Die Bedrohung durch unbeabsichtigte, durch technische und menschliche Fehler, Missverständnisse und Fehlkalkulationen initiierte nukleare Eskalation ist so groß wie seit dem Ende des Kalten Kriegs nicht mehr. Die neuen Nuklearstrategien der USA und Russlands, die Erosion bestehender Rüstungskontrollverträge, ein schon begonnenes Wettrüsten, angetrieben durch neue Technologien wie AI, Autonomie, Hyperschallwaffen, und die Herausbildung einer multipolaren Welt haben die inhärenten Widersprüche und Dilemmata der nuklearen Abschreckung so verstärkt, dass eine weitere Hinnahme der Risiken, die mit einem Versagen der nuklearen Abschreckung verbunden sind, nicht mehr zu verantworten ist. Ein Sicherheitskonzept, dass diese technischen, strategischen, rechtlichen und moralischen Implikationen weiterhin ignoriert, weil es ungeachtet dessen auf nukleare Abschreckung setzt, ist damit selbst zu einem existenziellen Sicherheitsrisiko geworden.

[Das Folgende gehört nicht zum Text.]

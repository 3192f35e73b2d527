// This Source Code Form is subject to the terms of the Mozilla Public
// License, v. 2.0. If a copy of the MPL was not distributed with this
// file, You can obtain one at https://mozilla.org/MPL/2.0/.

//! Computes the intersection matrix of two geometries from their noded
//! graphs, without building a result geometry.

use geo_lite_core::{has_boundary, BoundaryNodeRule, Dimension, Geometry, IntersectionMatrix, Location, PointLocator};
use geo_lite_topology::edge::update_im;
use geo_lite_topology::{GeometryGraph, Label, NodeMap, Result, SegmentIntersector};
use tracing::debug;

use super::edge_end_bundle::EdgeEndBundleStar;
use super::edge_end_builder::compute_edge_ends;

pub struct RelateComputer<'a> {
    args: [GeometryGraph<'a>; 2],
    nodes: NodeMap<EdgeEndBundleStar>,
    /// Labels of edges meeting no edge of the other input.
    isolated_edges: Vec<Label>,
    locator: PointLocator,
    rule: BoundaryNodeRule,
}

impl<'a> RelateComputer<'a> {
    pub fn new(g0: &'a Geometry, g1: &'a Geometry, rule: BoundaryNodeRule) -> Result<Self> {
        Ok(Self {
            args: [GeometryGraph::new(0, g0, rule)?, GeometryGraph::new(1, g1, rule)?],
            nodes: NodeMap::new(),
            isolated_edges: Vec::new(),
            locator: PointLocator::new(rule),
            rule,
        })
    }

    pub fn compute_im(mut self) -> Result<IntersectionMatrix> {
        let mut im = IntersectionMatrix::new();
        im.set(Location::Exterior, Location::Exterior, Dimension::Area);

        let (g0, g1) = (self.args[0].geometry(), self.args[1].geometry());
        if !g0.envelope().intersects(&g1.envelope()) {
            self.compute_disjoint_im(&mut im);
            return Ok(im);
        }

        self.args[0].compute_self_nodes(false, None);
        self.args[1].compute_self_nodes(false, None);
        let [a, b] = &mut self.args;
        let si = a.compute_edge_intersections(b, false, None);

        self.compute_intersection_nodes(0);
        self.compute_intersection_nodes(1);
        self.copy_nodes_and_labels(0);
        self.copy_nodes_and_labels(1);
        self.label_isolated_nodes();
        self.compute_proper_intersection_im(&si, &mut im)?;

        for i in 0..2 {
            for end in compute_edge_ends(self.args[i].edges()) {
                let key = self.nodes.add_node(end.coordinate());
                self.nodes[key].star.insert(end);
            }
        }
        self.label_node_edges()?;
        self.label_isolated_edges(0, 1);
        self.label_isolated_edges(1, 0);
        debug!(
            nodes = self.nodes.len(),
            isolated_edges = self.isolated_edges.len(),
            "labelled relate graph"
        );

        self.update_im(&mut im);
        Ok(im)
    }

    /// Matrix of inputs whose envelopes do not meet: only the exterior
    /// entries of each input are set.
    fn compute_disjoint_im(&self, im: &mut IntersectionMatrix) {
        let ga = self.args[0].geometry();
        if !ga.is_empty() {
            im.set(Location::Interior, Location::Exterior, ga.dimension());
            im.set(Location::Boundary, Location::Exterior, self.boundary_dimension(ga));
        }
        let gb = self.args[1].geometry();
        if !gb.is_empty() {
            im.set(Location::Exterior, Location::Interior, gb.dimension());
            im.set(Location::Exterior, Location::Boundary, self.boundary_dimension(gb));
        }
    }

    fn boundary_dimension(&self, geom: &Geometry) -> Dimension {
        if !has_boundary(geom, self.rule) {
            return Dimension::False;
        }
        // under non-Mod-2 rules a closed line may still have a point boundary
        if geom.dimension() == Dimension::Line {
            return Dimension::Point;
        }
        geom.boundary_dimension()
    }

    /// Creates nodes where edges of one input are intersected. A boundary
    /// edge toggles the node between boundary and interior.
    fn compute_intersection_nodes(&mut self, arg_index: usize) {
        for edge in self.args[arg_index].edges() {
            let edge_loc = edge.label.location_on(arg_index);
            for ei in edge.ei_list.iter() {
                let key = self.nodes.add_node(ei.coord);
                let node = &mut self.nodes[key];
                if edge_loc == Some(Location::Boundary) {
                    node.set_label_boundary(arg_index);
                } else if node.label.is_null(arg_index) {
                    node.set_label(arg_index, Some(Location::Interior));
                }
            }
        }
    }

    fn copy_nodes_and_labels(&mut self, arg_index: usize) {
        for (_, node) in self.args[arg_index].nodes.iter() {
            let key = self.nodes.add_node(node.coordinate());
            self.nodes[key].set_label(arg_index, node.label.location_on(arg_index));
        }
    }

    /// Locates nodes known to only one input in the other.
    fn label_isolated_nodes(&mut self) {
        for key in self.nodes.keys() {
            let node = &mut self.nodes[key];
            if !node.is_isolated() {
                continue;
            }
            let target = if node.label.is_null(0) { 0 } else { 1 };
            let loc = self.locator.locate(&node.coordinate(), self.args[target].geometry());
            node.label.set_all_locations(target, Some(loc));
        }
    }

    /// A proper intersection fixes several entries at once, depending on
    /// the input dimensions.
    fn compute_proper_intersection_im(&self, si: &SegmentIntersector, im: &mut IntersectionMatrix) -> Result<()> {
        let dim_a = self.args[0].geometry().dimension();
        let dim_b = self.args[1].geometry().dimension();
        let has_proper = si.has_proper_intersection();
        let has_proper_interior = si.has_proper_interior_intersection();

        use Dimension::{Area, Line};
        match (dim_a, dim_b) {
            (Area, Area) => {
                if has_proper {
                    im.set_at_least_pattern("212101212")?;
                }
            }
            (Area, Line) => {
                if has_proper {
                    im.set_at_least_pattern("FFF0FFFF2")?;
                }
                if has_proper_interior {
                    im.set_at_least_pattern("1FFFFF1FF")?;
                }
            }
            (Line, Area) => {
                if has_proper {
                    im.set_at_least_pattern("F0FFFFFF2")?;
                }
                if has_proper_interior {
                    im.set_at_least_pattern("1F1FFFFFF")?;
                }
            }
            (Line, Line) => {
                if has_proper_interior {
                    im.set_at_least_pattern("0FFFFFFFF")?;
                }
            }
            _ => {}
        }
        Ok(())
    }

    fn label_node_edges(&mut self) -> Result<()> {
        let args = [self.args[0].geometry(), self.args[1].geometry()];
        for key in self.nodes.keys() {
            let node = &mut self.nodes[key];
            let coord = node.coordinate();
            node.star.compute_labelling(coord, args, self.rule)?;
        }
        Ok(())
    }

    /// Edges of one input meeting no edge of the other lie entirely in one
    /// location of it, found from any of their points.
    fn label_isolated_edges(&mut self, this_index: usize, target_index: usize) {
        let target = self.args[target_index].geometry();
        let locator = self.locator;
        for edge in self.args[this_index].edges_mut() {
            if !edge.is_isolated() {
                continue;
            }
            let loc = if target.dimension() > Dimension::Point {
                locator.locate(&edge.first_coordinate(), target)
            } else {
                Location::Exterior
            };
            edge.label.set_all_locations(target_index, Some(loc));
            self.isolated_edges.push(edge.label);
        }
    }

    fn update_im(&self, im: &mut IntersectionMatrix) {
        for label in &self.isolated_edges {
            update_im(label, im);
        }
        for (_, node) in self.nodes.iter() {
            node.update_im(im);
            node.star.update_im(im);
        }
    }
}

Daher muss die Überwindung der nuklearen Abschreckung zu einem vordringlichen Projekt jeglicher progressiver Außen- und Sicherheitspolitik werden. Dem müssen sich alle anderen Erwägungen unterordnen. Deutschland hat in der Welt einen guten, geachteten Ruf als ein Staat, der sich traditionell für Abrüstung und Rüstungskontrolle einsetzt. Durch einen Beitritt zum VN-Atomwaffenverbotsvertrag - gerade als eng und tief integriertes NATO-Mitglied - kann Deutschland dem Prozess der notwendigen Überwindung der Konzepte der nuklearen Abschreckung auf glaubwürdige Weise intensive Impulse geben. Ein Beitritt zum Atomwaffenverbotsvertrag ist eine souveräne Entscheidung, die weder grundsätzlich im Widerspruch zur NATO-Mitgliedschaft steht, noch objektiv die Interessen von Verbündeten und Partnern beeinträchtigt, sondern insbesondere gerade den Sicherheitsinteressen aller Partner und Verbündeten dient, denn ein mit Nuklearwaffen geführter, selbst ein limitierter Nuklearwaffenkrieg in Folge des Versagens der nuklearen Abschreckungsdrohung, würde auf europäischen, insbesondere osteuropäischen Territorium ausgetragen und Europa in eine unfassbare Katastrophe stürzen.
Der Grüne friendenspolitische Anspruch erzwingt geradezu in einer beabsichtigten Regierungsverantwortung solche konkreten Schritte wie die Beendigung der nuklearen Teilhabe und den Beitritt zum VN-Atomwaffenverbotsvertrag zu gehen.